Microclimate Variation among Urban Land Covers: The Importance of Vertical and Horizontal Structure in Air and Land Surface Temperature Relationships

Air and land surface warming effects from urbanization are of increasing concern because of expanding heat-related impacts on human health. Many studies have investigated land-cover effects on air temperature T a or land surface temperature (LST) individually, but relatively few studies have examined the relationships between these two heat indicators and other meteorological variables. The authors investigate how land cover influences local distributions of LST, T a , and relative humidity (RH) and their interactions. During July 2016, 30 T a and RH sensors were deployed at two heights above the ground (0.1 and 1.5 m) along with a thermal camera and an anemometer to quantify the influence of surface dynamics on atmospheric micrometeorological conditions.
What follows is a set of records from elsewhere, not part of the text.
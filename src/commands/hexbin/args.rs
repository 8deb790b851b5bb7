use hexsge_lib::hexbin::HexbinConfig;
use std::path::PathBuf;
use structopt::StructOpt;

/// Arguments for the `hexbin` command.
#[derive(Debug, Clone, StructOpt)]
#[structopt(
    name = "hexbin",
    about = "Bin a molecule table into sliding hexagons and write a MatrixMarket count matrix"
)]
pub struct HexbinArgs {
    /// Tab-separated molecule table with X, Y, gene and count columns (plain or gzip).
    #[structopt(short, long, parse(from_os_str))]
    pub input: PathBuf,

    /// Gzip-compressed gene mapping: catalog id in column 1, gene name in column 2.
    #[structopt(long, parse(from_os_str))]
    pub gene_id_info: PathBuf,

    /// Output prefix; `features.tsv.gz`, `barcode.tsv.gz` and `matrix.mtx.gz` are appended verbatim.
    #[structopt(short, long)]
    pub output_pref: String,

    /// Raw coordinate units per micron.
    #[structopt(long, default_value = "26.67")]
    pub mu_scale: f64,

    /// Count column (gn: gene, gt: gene total, spl/unspl/velo: velocity counts).
    #[structopt(short, long, default_value = "gn")]
    pub key: String,

    /// Hexagon width (flat side to flat side) in microns.
    #[structopt(long, default_value = "24")]
    pub hex_width: u32,

    /// Decimals stored for unit coordinates, 0 for integers.
    #[structopt(long, default_value = "1")]
    pub precision: usize,

    /// Hexagon radius in microns; overrides --hex-width when non-negative.
    #[structopt(long, default_value = "-1", allow_hyphen_values = true)]
    pub hex_radius: f64,

    /// Minimum molecules for a hexagon to be written as a unit.
    #[structopt(long, default_value = "20")]
    pub min_ct_per_unit: u64,

    /// Genes are kept when their total count is above this.
    #[structopt(long, default_value = "50")]
    pub min_count_per_feature: u64,

    /// Sliding steps per axis; defaults to a quarter of the hexagon width.
    #[structopt(long, default_value = "-1", allow_hyphen_values = true)]
    pub n_move: i64,

    /// Hexagons aggregated per sparse product.
    #[structopt(long, default_value = "512")]
    pub batch_size: usize,

    /// Skip passes keeping fewer hexagons than this (default: batch size / 4).
    #[structopt(long)]
    pub min_units_per_pass: Option<usize>,

    /// Gzip compression threads.
    #[structopt(short, long, default_value = "1")]
    pub threads: usize,

    /// Gzip level of the output files (0-9).
    #[structopt(long, default_value = "6")]
    pub compression_level: u32,
}

impl HexbinArgs {
    pub fn to_config(&self) -> HexbinConfig {
        HexbinConfig {
            mu_scale: self.mu_scale,
            count_key: self.key.clone(),
            hex_width: self.hex_width,
            hex_radius: self.hex_radius,
            precision: self.precision,
            min_ct_per_unit: self.min_ct_per_unit,
            min_count_per_feature: self.min_count_per_feature,
            n_move: self.n_move,
            batch_size: self.batch_size,
            min_units_per_pass: self.min_units_per_pass,
            threads: self.threads,
            compression_level: self.compression_level,
        }
    }
}

#[cfg(test)]
mod tests {
    use super::*;

    #[test]
    fn parses_minimal_arguments() {
        let args = HexbinArgs::from_iter_safe(&[
            "hexbin",
            "--input",
            "pixels.tsv.gz",
            "--gene-id-info",
            "genes.tsv.gz",
            "--output-pref",
            "out/sample.",
        ])
        .unwrap();

        assert_eq!(args.input, PathBuf::from("pixels.tsv.gz"));
        assert_eq!(args.output_pref, "out/sample.");
        assert_eq!(args.key, "gn");
        assert_eq!(args.hex_width, 24);
        assert_eq!(args.hex_radius, -1.0);
        assert_eq!(args.n_move, -1);
        assert_eq!(args.batch_size, 512);
        assert_eq!(args.min_units_per_pass, None);

        let config = args.to_config();
        assert_eq!(config.mu_scale, 26.67);
        assert_eq!(config.min_count_per_feature, 50);
        assert_eq!(config.compression_level, 6);
    }

    #[test]
    fn parses_negative_and_override_values() {
        let args = HexbinArgs::from_iter_safe(&[
            "hexbin",
            "-i",
            "pixels.tsv",
            "--gene-id-info",
            "genes.tsv.gz",
            "-o",
            "out.",
            "--hex-radius",
            "12.5",
            "--n-move",
            "-1",
            "--key",
            "gt",
            "--min-units-per-pass",
            "0",
            "--compression-level",
            "1",
        ])
        .unwrap();

        assert_eq!(args.hex_radius, 12.5);
        assert_eq!(args.n_move, -1);
        assert_eq!(args.to_config().count_key, "gt");
        assert_eq!(args.to_config().min_units_per_pass, Some(0));
        assert_eq!(args.to_config().compression_level, 1);
    }
}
Sensors were distributed in Riverside, California, over five common urban land covers: asphalt, bare surface, turf grass, short trees, and tall trees. Stronger T a –LST relationships were observed at 0.1 m for asphalt, bare surface, and grass and at 1.5 m for short and tall trees. Excluding grass, greater T a –LST differences were found for daytime than for nighttime. To add to the complexity of T a –LST relationships, increasing spatial variation in LST during the day for short- and tall-tree land covers were found. Furthermore, both wind velocity and LST were correlated with T a vertical distributions. Higher RH and lower LST, T a , and vapor pressure deficit were found in vegetated covers. Through the use of thermal imagery and meteorological measures, it was found that distinct land-cover influences on microclimate exist and that estimates of urban T a using LST may improve with the use of land-cover-specific relationships.